J’ai trop envie d’aller en Afrique. En tout premier en Côte d’Ivoire car c’est le pays où ça dja, on me l’a toujours dit. À Cocody, à Assinie. Ensuite, je voudrais aller au Sénégal, pour visiter l’île de Gorée et voir de mes yeux un pan de l’histoire. En RDC aussi pour tourner un clip avec Fally. Et pourquoi pas aller aussi au Mali, ce pays aussi m’intrigue et m’attire. Bien évidemment le Bénin, qui est pour moi ma maison. Non seulement j’ai des amis béninois qui m’ont adopté mais leurs cultures et celles d’Haïti sont les mêmes. Si Dieu m’autorise, j’irai dans tous les pays.
Quelle est votre définition de votre style musical ?
Je fais tout simplement de la musique. On peut tout mélanger. De la musique afro avec de la musique caribéenne. La musique caribéenne avec de la variété. La variété avec du R&B. Aujourd’hui, tout se fait. Et moi, je suis un mélange de tout ça dans un seul corps.
Joé Dwèt Filé, nouvelle icône du Kompa ?
J’ai à la fois une pression et une fierté avec votre question. J’ai une partie de ma communauté qui va dire que c’est bien et que je pousse le kompa. Et une autre puriste qui va dire que ce n’est pas du kompa.
Pour ceux comme moi qui voient le kompa qui évolue, c’est une fierté.
Pensez-vous que le Kompa soit démodé ? Le mixer avec d’autres genres musicaux peut-il le rendre plus moderne, plus mainstream ?
Non, le kompa n’est pas démodé, pas du tout.

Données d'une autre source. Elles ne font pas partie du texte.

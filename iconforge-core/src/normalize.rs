//! Color-Safe Normalizer
//!
//! Rewrites literal black `fill`/`stroke` values to `currentColor` inside
//! sprite symbols, one pass over the document. Every byte is classified
//! into a span:
//!
//! - `Mask`: a `<mask>` element and everything nested in it. Emitted verbatim.
//! - `Verbatim`: markup outside any symbol, and whole skip-listed symbols.
//! - `Rewritable`: symbol markup outside masks. Only here are values changed.
//!
//! Nested masks match outer-to-inner: the outermost `<mask` shields
//! everything up to its balanced `</mask>`. An unterminated `<mask` shields
//! nothing. A `</symbol>` inside a mask does not close the symbol.
//!
//! No document parse happens. Only double-quoted attribute values preceded
//! by whitespace are recognized.

use regex::{Captures, Regex};
use serde::{Deserialize, Serialize};
use std::ops::Range;
use std::sync::OnceLock;

use crate::config::SkipList;

pub const THEME_TOKEN: &str = "currentColor";

const MASK: &str = "mask";
const SYMBOL: &str = "symbol";
const MASK_CLOSE: &[u8] = b"</mask>";
const SYMBOL_CLOSE: &[u8] = b"</symbol>";

#[derive(Debug, Clone, Copy, PartialEq, Eq)]
pub enum SpanKind {
    Verbatim,
    Mask,
    Rewritable,
}

#[derive(Debug, Clone, PartialEq, Eq)]
pub struct Span {
    pub kind: SpanKind,
    pub range: Range<usize>,
}

#[derive(Debug, Clone, Copy, Default, PartialEq, Eq, Serialize, Deserialize)]
#[serde(rename_all = "camelCase")]
pub struct NormalizeStats {
    pub symbols: usize,
    pub skipped_symbols: usize,
    pub masks: usize,
    pub rewrites: usize,
}

#[derive(Debug, Clone)]
pub struct Normalized {
    pub markup: String,
    pub stats: NormalizeStats,
}

fn black_attribute() -> &'static Regex {
    static PATTERN: OnceLock<Regex> = OnceLock::new();
    PATTERN.get_or_init(|| {
        Regex::new(r#"(?i)(?P<pre>\s)(?P<attr>fill|stroke)="(?:#000000|#000|black)""#)
            .expect("valid color pattern")
    })
}

fn is_word_byte(b: u8) -> bool {
    b.is_ascii_alphanumeric() || b == b'_'
}

struct Classifier<'a> {
    doc: &'a str,
    skip: &'a SkipList,
    spans: Vec<Span>,
    stats: NormalizeStats,
}

impl<'a> Classifier<'a> {
    fn new(doc: &'a str, skip: &'a SkipList) -> Self {
        Self {
            doc,
            skip,
            spans: vec![],
            stats: NormalizeStats::default(),
        }
    }

    fn bytes(&self) -> &'a [u8] {
        self.doc.as_bytes()
    }

    fn find(&self, needle: u8, from: usize) -> Option<usize> {
        self.bytes()
            .get(from..)?
            .iter()
            .position(|&b| b == needle)
            .map(|i| from + i)
    }

    fn has_at(&self, pos: usize, literal: &[u8]) -> bool {
        self.bytes()
            .get(pos..pos + literal.len())
            .map_or(false, |s| s.eq_ignore_ascii_case(literal))
    }

    /// `<name` followed by a non-word byte or end of input.
    fn is_open(&self, lt: usize, name: &str) -> bool {
        let after = lt + 1 + name.len();
        self.has_at(lt + 1, name.as_bytes())
            && self.bytes().get(after).map_or(true, |&b| !is_word_byte(b))
    }

    fn push(&mut self, kind: SpanKind, start: usize, end: usize) {
        if start >= end {
            return;
        }
        if let Some(last) = self.spans.last_mut() {
            if last.kind == kind && last.range.end == start {
                last.range.end = end;
                return;
            }
        }
        self.spans.push(Span { kind, range: start..end });
    }

    /// End (exclusive) of the mask opening at `lt`, balanced over nesting.
    fn mask_end(&self, lt: usize) -> Option<usize> {
        let mut depth = 0usize;
        let mut pos = lt;

        loop {
            let at = self.find(b'<', pos)?;
            if self.is_open(at, MASK) {
                let gt = self.find(b'>', at)?;
                if self.bytes()[gt - 1] == b'/' {
                    if depth == 0 {
                        return Some(gt + 1);
                    }
                } else {
                    depth += 1;
                }
                pos = gt + 1;
            } else if self.has_at(at, MASK_CLOSE) {
                pos = at + MASK_CLOSE.len();
                depth = depth.saturating_sub(1);
                if depth == 0 {
                    return Some(pos);
                }
            } else {
                pos = at + 1;
            }
        }
    }

    fn symbol_id(open_tag: &str) -> Option<&str> {
        let bytes = open_tag.as_bytes();
        let mut from = 0;
        while let Some(i) = open_tag[from..].find("id=\"") {
            let at = from + i;
            if at > 0 && bytes[at - 1].is_ascii_whitespace() {
                let value_start = at + 4;
                let value_len = open_tag[value_start..].find('"')?;
                return (value_len > 0).then(|| &open_tag[value_start..value_start + value_len]);
            }
            from = at + 1;
        }
        None
    }

    /// Classify the symbol opening at `lt`. Returns where scanning resumes,
    /// or `None` when this is not a complete identified symbol.
    fn symbol(&mut self, lt: usize, text_start: usize) -> Option<usize> {
        let doc = self.doc;
        let gt = self.find(b'>', lt)?;
        let open_tag = &doc[lt..=gt];
        let skipped = self.skip.skips_color(Self::symbol_id(open_tag)?);
        let kind = if skipped { SpanKind::Verbatim } else { SpanKind::Rewritable };

        let mut masks = vec![];
        let end = if open_tag.ends_with("/>") {
            gt + 1
        } else {
            let mut pos = gt + 1;
            loop {
                let at = self.find(b'<', pos)?;
                if self.is_open(at, MASK) {
                    if let Some(mask_end) = self.mask_end(at) {
                        masks.push(at..mask_end);
                        pos = mask_end;
                        continue;
                    }
                } else if self.has_at(at, SYMBOL_CLOSE) {
                    break at + SYMBOL_CLOSE.len();
                }
                pos = at + 1;
            }
        };

        self.push(SpanKind::Verbatim, text_start, lt);
        let mut cursor = lt;
        for mask in &masks {
            self.push(kind, cursor, mask.start);
            self.push(SpanKind::Mask, mask.start, mask.end);
            cursor = mask.end;
        }
        self.push(kind, cursor, end);

        self.stats.masks += masks.len();
        if skipped {
            self.stats.skipped_symbols += 1;
        } else {
            self.stats.symbols += 1;
        }
        Some(end)
    }

    fn run(mut self) -> (Vec<Span>, NormalizeStats) {
        let mut pos = 0;
        let mut text_start = 0;

        while let Some(lt) = self.find(b'<', pos) {
            if self.is_open(lt, MASK) {
                if let Some(end) = self.mask_end(lt) {
                    self.push(SpanKind::Verbatim, text_start, lt);
                    self.push(SpanKind::Mask, lt, end);
                    self.stats.masks += 1;
                    pos = end;
                    text_start = end;
                    continue;
                }
            } else if self.is_open(lt, SYMBOL) {
                if let Some(end) = self.symbol(lt, text_start) {
                    pos = end;
                    text_start = end;
                    continue;
                }
            }
            pos = lt + 1;
        }

        self.push(SpanKind::Verbatim, text_start, self.doc.len());
        (self.spans, self.stats)
    }
}

/// Split `doc` into contiguous spans covering every byte exactly once.
pub fn classify(doc: &str, skip: &SkipList) -> Vec<Span> {
    Classifier::new(doc, skip).run().0
}

/// Rewrite black fill/stroke values in one rewritable region.
pub fn rewrite_region(region: &str) -> (String, usize) {
    let mut count = 0;
    let rewritten = black_attribute().replace_all(region, |caps: &Captures| {
        count += 1;
        format!("{}{}=\"{}\"", &caps["pre"], &caps["attr"], THEME_TOKEN)
    });
    (rewritten.into_owned(), count)
}

pub struct ColorNormalizer<'a> {
    skip: &'a SkipList,
}

impl<'a> ColorNormalizer<'a> {
    pub fn new(skip: &'a SkipList) -> Self {
        Self { skip }
    }

    pub fn normalize(&self, doc: &str) -> Normalized {
        let (spans, mut stats) = Classifier::new(doc, self.skip).run();
        let mut markup = String::with_capacity(doc.len());

        for span in &spans {
            let text = &doc[span.range.clone()];
            match span.kind {
                SpanKind::Verbatim | SpanKind::Mask => markup.push_str(text),
                SpanKind::Rewritable => {
                    let (rewritten, count) = rewrite_region(text);
                    stats.rewrites += count;
                    markup.push_str(&rewritten);
                }
            }
        }

        Normalized { markup, stats }
    }
}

Je suis super content de voir que des médias s’intéressent à cette musique. En tout cas, la rendre plus moderne, c’est ce que je fais et j’aime. Quand je vois d’autres artistes comme Aya Nakamura ou Naza en utiliser dans leurs compositions, je ne peux qu’être fier.
En mélangeant différentes sonorités Noires, est-ce une tentative pour vous de reconnecter les peuples, notamment les Caraïbes et l’Afrique ?
Je pense que ma musique est dans cette logique mais de façon naturelle. Je fais des mélanges inconsciemment qui sont des formes de ponts entre les pays, les continents et les genres musicaux.
À quoi s’attendre en écoutant votre dernier album CALYPSO ?
Les recettes de l’album Calypso, il y a attieke, placali, madessu, tout dedans (rires) il faut manger, c’est bon. Là il y a 20 titres, je voulais même en faire 40 mais je me suis calmé. Il y en aura pour tout le monde, avec un peu de rap, de R&B, d’afro, de rumba, beaucoup de kompa. J’ai voulu satisfaire tout mon public, même celui qui ne m’aime pas va trouver de quoi kiffer dans cet album que j’ai mis beaucoup de temps à préparer. Les featuring aussi pourront vous plaire avec notamment Boleman, Naza, Faly, Ronisia, Ya Levis.